INPUT: Begin

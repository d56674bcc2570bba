use std::{
    fs,
    path::{Path, PathBuf},
};

use brine_flat_schema::Schema;

use crate::{config::Config, error::FlatError, gen_cpp::generate_cpp, utils::include_guard};

/// Wraps generated code in the banner and include guard of a header named
/// `file_name`. Empty code still yields a guarded shell.
pub fn wrap_header(code: &str, file_name: &str) -> String {
    let guard = include_guard(file_name);
    let mut header = String::new();
    header.push_str("// automatically generated, do not modify\n\n");
    header.push_str(&format!("#ifndef {}\n", guard));
    header.push_str(&format!("#define {}\n\n", guard));
    header.push_str(code);
    header.push_str(&format!("\n#endif  // {}\n", guard));
    header
}

/// Generates the header for `schema` and writes it to `<path>/<file_name><suffix>`.
/// Returns the path written.
pub fn write_cpp_header(
    schema: &Schema,
    config: &Config,
    path: &Path,
    file_name: &str,
) -> Result<PathBuf, FlatError> {
    let code = generate_cpp(schema, config)?;
    let header = wrap_header(&code, file_name);
    let out_path = path.join(config.file_name(file_name));
    fs::write(&out_path, header)?;
    tracing::info!(path = %out_path.display(), "wrote header");
    Ok(out_path)
}

/// [write_cpp_header], reporting only whether the header was written.
pub fn generate_cpp_file(schema: &Schema, config: &Config, path: &Path, file_name: &str) -> bool {
    match write_cpp_header(schema, config, path, file_name) {
        Ok(_) => true,
        Err(err) => {
            tracing::error!(file_name, error = %err, "failed to generate header");
            false
        }
    }
}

INPUT: End

Report how many lines of the preceding records include "String". Output the number only.

2